By automatically piping real user behavior into an automated test environment, dev teams get a more consistent, repeatable, and scalable testing process. The potential benefits to application quality are significant. Once you know what users are doing?as opposed to making assumptions that often prove faulty--you can focus your testing efforts on the areas that matter most.

Ideally, the tool should capture rich metadata about users: where they are coming from; what device, operating system, and browser they are using; their network conditions; and demographic data. Mining this metadata allows developers to build an automated test suite that accurately mimics users.

These insights can also be transplanted to other contexts.

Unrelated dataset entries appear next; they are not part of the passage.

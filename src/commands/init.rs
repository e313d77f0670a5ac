use crate::cli::GlobalArgs;
use crate::error::{Result, ResultExt};
use crate::ui;
use cefr_client::config::write_default_config;
use dialoguer::{theme::ColorfulTheme, Confirm};
use std::path::Path;

pub fn execute(global: &GlobalArgs, force: bool) -> Result<()> {
    let path = Path::new(&global.config);

    let written = write_config(path, force, || {
        Confirm::with_theme(&ColorfulTheme::default())
            .with_prompt(format!("{} already exists. Overwrite it?", path.display()))
            .default(false)
            .interact()
            .map_err(Into::into)
    })?;

    if written {
        ui::success_message(&format!("Created {}", path.display()));
        ui::info_message("Edit base_url to point at your classification service");
    } else {
        ui::warning_message(&format!("Kept existing {}", path.display()));
    }

    Ok(())
}

/// Write the template, asking `confirm` before replacing an existing file
fn write_config<F>(path: &Path, force: bool, confirm: F) -> Result<bool>
where
    F: FnOnce() -> Result<bool>,
{
    let overwrite = force || (path.exists() && confirm()?);
    write_default_config(path, overwrite)
        .with_context(|| format!("Failed to write {}", path.display()))
}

For example, new products can leverage this data to get a head start on testing, rather than waiting for several iterations to gather this important feedback.

How to automate testing

When deciding what to automate, the key is to build an automation library that serves a greater purpose. In my view, continuous delivery is not the end goal. Instead, the focus should be on delivering the highest-quality user experience, with each and every release.

Performance should be at the forefront of your thinking about user experience. To validate that you are delivering sufficient performance, the tools need to record activity on the most affected user flows or business processes. This must be done in an automated way that facilitates easy reproduction of user behavior. In particular, the tools should have the ability to generate test scripts and a test plan based on the users' metadata.

Keep in mind that CI is an ongoing improvement process. When apps have new releases or there is more data from production, that data should be added to the test suite. The more scenarios you add to test automation, the more complete the picture.

I should note that there are cases where smaller teams?or maybe more stubborn teams?prefer to manually analyze the logs to understand what the users are doing. Some developers like that level of control. But as a company grows, that approach is not scalable. You need to let the data do the work for you.

Make it work

While there are many solutions for monitoring user behavior, few can produce repeatable test automation in an automated way. Here are a few tips:

  • Look for enterprise-grade solutions that can plug into a heterogeneous environment, since it is likely you are using more than one platform for app development and monitoring.
  • You may also be using a variety of technologies to support your application, so a breadth of solutions may need to be supported by your testing platform.
  • Lastly, look for a solution that incorporates all aspects of your production data into your automated test suite, including user behavior, demographics, and network conditions.

Without these capabilities, you aren't going to get a complete picture of performance. Tools are beginning to appear that meet these requirements, but it is early days. I'm excited to see how CI testing will evolve as these tools grow.